World Cup: Mark Pougatch says his brain is ‘wired’ to be neutral ahead of England v Senegal

‘Ian and Gary can be as partisan as they want… I just nudge them in a low-key way’: ITV presenter Mark Pougatch says his brain is ‘wired’ to be neutral but won’t stop colleagues Wright and Neville to use ‘us’ during the clash between England and Senegal

While the rest of the country will only be concerned about the possibility of an England victory, there is one person who will somehow have to remain unbiased most of the time in the huge World Cup clash against the Senegal.

As a seasoned TV presenter, however, Mark Pougatch is almost conditioned to put history before patriotism and insists he will have little difficulty maintaining a measure of decorum on Sunday night.

Instead, the tub beating – or heaven forbid, the chest beating – will be left to Ian Wright and Gary Neville, his fellow experts inside Qatar’s Al Bayt Stadium.

ITV presenter Mark Pougatch says he finds it simple to stay neutral during games against England – which will be evident ahead of Sunday’s World Cup round of 16 clash against the Senegal.

England captain Harry Kane trains with his teammates on Saturday ahead of their final round of 16 clash

England captain Harry Kane trains with his teammates on Saturday ahead of their final round of 16 clash

“Ian and Gary can be as partisan as they want, so I’ll leave that to them,” Pougatch said. sports mail. “I would never use the word ‘we’ but they played for England so they could.”

‘To reflect what is happening at home, it is impossible not to [be a bit partisan]. I just nudge them along the road or reflect the excitement back home, in a slightly different and more understated way.

It turns out that the only downside to his privileged position in the face of television coverage is that Pougatch has a hard time experiencing a sporting event with the joy of a bettor.

“That’s what I do all the time,” he says. “I went as a punter to the England vs New Zealand Cricket World Cup Final with my wife.
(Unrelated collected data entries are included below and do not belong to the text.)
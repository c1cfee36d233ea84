//! Core of the Chord resource tracker.
//!
//! A resource is serialized, padded, split into `n` threshold-coded
//! partitions of which any `k` reconstruct it, and each partition is sealed
//! before it leaves the process. The building blocks:
//!
//! * [`keyspace`]: SHA-1 hash-and-reduce placement keys for resources and
//!   nodes.
//! * [`ida`]: Rabin information dispersal over GF(2^8).
//! * [`crypto`]: XChaCha20-Poly1305 partition sealing with synthetic nonces.
//! * [`format`]: resource encoding and the trailing padding block.
//! * [`engine`]: the disperse/reassemble pipeline.
//! * [`node`]: the node directory seam and the insert/lookup tracker.
//!
//! Ring routing, transport and node-side persistence are collaborators and
//! are only modelled at the [`node::NodeDirectory`] boundary.

pub mod config;
pub mod crypto;
pub mod engine;
pub mod format;
pub mod ida;
pub mod keyspace;
pub mod node;

mod error;

pub use config::{DispersalConfig, TrackerConfig};
pub use crypto::{NonceBase, PartitionSealer, SealedPartition, SymmetricKey};
pub use engine::{DispersalEngine, Reassembled};
pub use error::{
    CodecError, ConfigError, CryptoError, NodeError, SerializationError, Stage, TrackerError,
};
pub use format::{JsonFormat, ResourceFormat};
pub use ida::{Ida, Partition};
pub use keyspace::{derive_key, KeyDeriver, KeyDigest, ResourceKey, KEYSPACE_SIZE};
pub use node::{MemoryRing, NodeDirectory, Tracker};
use std::fmt;

use chacha20poly1305::aead::{Aead, Payload};
use chacha20poly1305::{Key, KeyInit, XChaCha20Poly1305, XNonce};
use rand::rngs::OsRng;
use rand::RngCore;
use serde::{Deserialize, Serialize};
use zeroize::Zeroizing;

use crate::error::{CodecError, ConfigError, CryptoError};
use crate::ida::Partition;

pub const KEY_SIZE: usize = 32;
pub const NONCE_SIZE: usize = 24;
const TAG_SIZE: usize = 16;

const NONCE_CONTEXT: &str = "tracker-core partition nonce v1";
const PARTITION_AAD: &[u8] = b"tracker/partition/v1";

/// Shared sealing key. Wiped from memory when dropped.
#[derive(Clone)]
pub struct SymmetricKey {
    inner: Zeroizing<[u8; KEY_SIZE]>,
}

impl SymmetricKey {
    /// Fresh key from the OS RNG, as printed by `tracker keygen`.
    pub fn generate() -> Self {
        let mut key = Self::from_bytes([0u8; KEY_SIZE]);
        OsRng.fill_bytes(&mut key.inner[..]);
        key
    }

    pub fn from_bytes(material: [u8; KEY_SIZE]) -> Self {
        Self {
            inner: Zeroizing::new(material),
        }
    }

    pub fn from_hex(hex_str: &str) -> Result<Self, ConfigError> {
        let bytes = Zeroizing::new(decode_fixed::<KEY_SIZE>("key", hex_str)?);
        Ok(Self::from_bytes(*bytes))
    }

    /// Raw key bytes, for export and nonce-key derivation.
    pub fn as_bytes(&self) -> &[u8; KEY_SIZE] {
        &self.inner
    }

    // A fresh cipher per call; nothing mutable is shared between operations.
    fn cipher(&self) -> XChaCha20Poly1305 {
        XChaCha20Poly1305::new(Key::from_slice(self.inner.as_ref()))
    }
}

impl fmt::Debug for SymmetricKey {
    fn fmt(&self, f: &mut fmt::Formatter<'_>) -> fmt::Result {
        f.write_str("SymmetricKey(..)")
    }
}

/// 192-bit initialization vector shared by every participant.
///
/// Used as the base from which per-partition nonces are derived.
#[derive(Clone, Copy, Debug, PartialEq, Eq, Serialize, Deserialize)]
pub struct NonceBase {
    inner: [u8; NONCE_SIZE],
}

impl NonceBase {
    pub fn random() -> Self {
        let mut inner = [0u8; NONCE_SIZE];
        OsRng.fill_bytes(&mut inner);
        Self { inner }
    }

    pub fn from_bytes(inner: [u8; NONCE_SIZE]) -> Self {
        Self { inner }
    }

    pub fn from_hex(hex_str: &str) -> Result<Self, ConfigError> {
        Ok(Self {
            inner: decode_fixed::<NONCE_SIZE>("iv", hex_str)?,
        })
    }

    /// Borrow the inner bytes.
    pub fn as_bytes(&self) -> &[u8; NONCE_SIZE] {
        &self.inner
    }
}

fn decode_fixed<const N: usize>(name: &'static str, hex_str: &str) -> Result<[u8; N], ConfigError> {
    let bytes = Zeroizing::new(hex::decode(hex_str.trim()).map_err(|err| {
        ConfigError::InvalidKeyMaterial {
            name,
            reason: err.to_string(),
        }
    })?);
    if bytes.len() != N {
        return Err(ConfigError::InvalidKeyMaterial {
            name,
            reason: format!("expected {N} bytes, got {}", bytes.len()),
        });
    }
    let mut out = [0u8; N];
    out.copy_from_slice(&bytes);
    Ok(out)
}

/// A partition whose payload has been encrypted.
///
/// The index stays in the clear: it is routing metadata and is bound to the
/// ciphertext as associated data.
#[derive(Clone, Debug, PartialEq, Eq, Serialize, Deserialize)]
pub struct SealedPartition {
    pub index: u8,
    /// `nonce ‖ aead(partition bytes)`.
    pub ciphertext: Vec<u8>,
}

impl SealedPartition {
    /// `index ‖ ciphertext`, the only form ever sent to a storage node.
    pub fn to_wire(&self) -> Vec<u8> {
        let mut out = Vec::with_capacity(1 + self.ciphertext.len());
        out.push(self.index);
        out.extend_from_slice(&self.ciphertext);
        out
    }

    pub fn from_wire(bytes: &[u8]) -> Result<Self, CodecError> {
        match bytes.split_first() {
            Some((&index, ciphertext)) => Ok(Self {
                index,
                ciphertext: ciphertext.to_vec(),
            }),
            None => Err(CodecError::MalformedPartition {
                index: 0,
                reason: "empty wire frame",
            }),
        }
    }
}

/// Seals and unseals partitions under one key and IV.
///
/// Each seal derives a synthetic nonce from the IV, the partition index and
/// the plaintext, so a fixed key/IV pair never reuses a nonce for different
/// plaintexts. Holds only immutable material and is safe to share across
/// threads.
#[derive(Clone)]
pub struct PartitionSealer {
    key: SymmetricKey,
    iv: NonceBase,
    nonce_key: Zeroizing<[u8; 32]>,
}

impl PartitionSealer {
    pub fn new(key: SymmetricKey, iv: NonceBase) -> Self {
        let nonce_key = Zeroizing::new(blake3::derive_key(NONCE_CONTEXT, key.as_bytes()));
        Self { key, iv, nonce_key }
    }

    pub fn iv(&self) -> &NonceBase {
        &self.iv
    }

    pub fn seal(&self, partition: &Partition) -> Result<SealedPartition, CryptoError> {
        let index = partition.index;
        let plaintext = Zeroizing::new(partition.to_bytes());
        let nonce = self.synthetic_nonce(index, &plaintext);
        let sealed = self
            .key
            .cipher()
            .encrypt(
                XNonce::from_slice(&nonce),
                Payload {
                    msg: &plaintext,
                    aad: &associated_data(index),
                },
            )
            .map_err(|_| CryptoError::SealFailure { index })?;

        let mut ciphertext = Vec::with_capacity(NONCE_SIZE + sealed.len());
        ciphertext.extend_from_slice(&nonce);
        ciphertext.extend_from_slice(&sealed);
        Ok(SealedPartition { index, ciphertext })
    }

    pub fn unseal(&self, sealed: &SealedPartition) -> Result<Partition, CryptoError> {
        let index = sealed.index;
        if sealed.ciphertext.len() < NONCE_SIZE + TAG_SIZE {
            return Err(CryptoError::UnsealFailure {
                index,
                reason: "truncated ciphertext",
            });
        }
        let (nonce, body) = sealed.ciphertext.split_at(NONCE_SIZE);
        let plaintext = Zeroizing::new(
            self.key
                .cipher()
                .decrypt(
                    XNonce::from_slice(nonce),
                    Payload {
                        msg: body,
                        aad: &associated_data(index),
                    },
                )
                .map_err(|_| CryptoError::UnsealFailure {
                    index,
                    reason: "authentication failed",
                })?,
        );
        Partition::from_bytes(index, &plaintext).map_err(|_| CryptoError::UnsealFailure {
            index,
            reason: "malformed plaintext",
        })
    }

    fn synthetic_nonce(&self, index: u8, plaintext: &[u8]) -> [u8; NONCE_SIZE] {
        let digest = blake3::Hasher::new_keyed(&self.nonce_key)
            .update(self.iv.as_bytes())
            .update(&[index])
            .update(plaintext)
            .finalize();
        let mut nonce = [0u8; NONCE_SIZE];
        nonce.copy_from_slice(&digest.as_bytes()[..NONCE_SIZE]);
        nonce
    }
}

impl fmt::Debug for PartitionSealer {
    fn fmt(&self, f: &mut fmt::Formatter<'_>) -> fmt::Result {
        f.debug_struct("PartitionSealer")
            .field("key", &self.key)
            .field("iv", &hex::encode(self.iv.as_bytes()))
            .finish_non_exhaustive()
    }
}

fn associated_data(index: u8) -> Vec<u8> {
    let mut aad = Vec::with_capacity(PARTITION_AAD.len() + 1);
    aad.extend_from_slice(PARTITION_AAD);
    aad.push(index);
    aad
}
I was a bit of a nightmare because in the last over I thought New Zealand were going to win. And I was telling him what an amazing story it would be if New Zealand won, given how many people live in New Zealand.

“She just looked at me and said ‘can you be a bettor for once? I think my brain is wired that way now. I thought, you know, in Senegal without [Sadio] Mane, and with a coach [Aliou Cisse] who was their captain in 2002. And who lost family members in a tragedy. If they were to win, you know…’

Almost 17 million viewers watched England’s final group game against Wales. You assume the audience will be even bigger on Sunday night. So what about the pressure of the occasion? Does it at least reach him?

No chance. “I love it,” he says. ‘That’s why I do it. I don’t lose sleep over it. I can not wait to be there. It’s a huge privilege to do this. You know, I grew up watching people do that. To be on the other end and to have the responsibility to do it is fabulous. It really is.’

Let’s hope he is as dynamic at the final whistle.

Mark Pougatch will present Sunday’s coverage of England v Senegal on ITV1, from 6pm.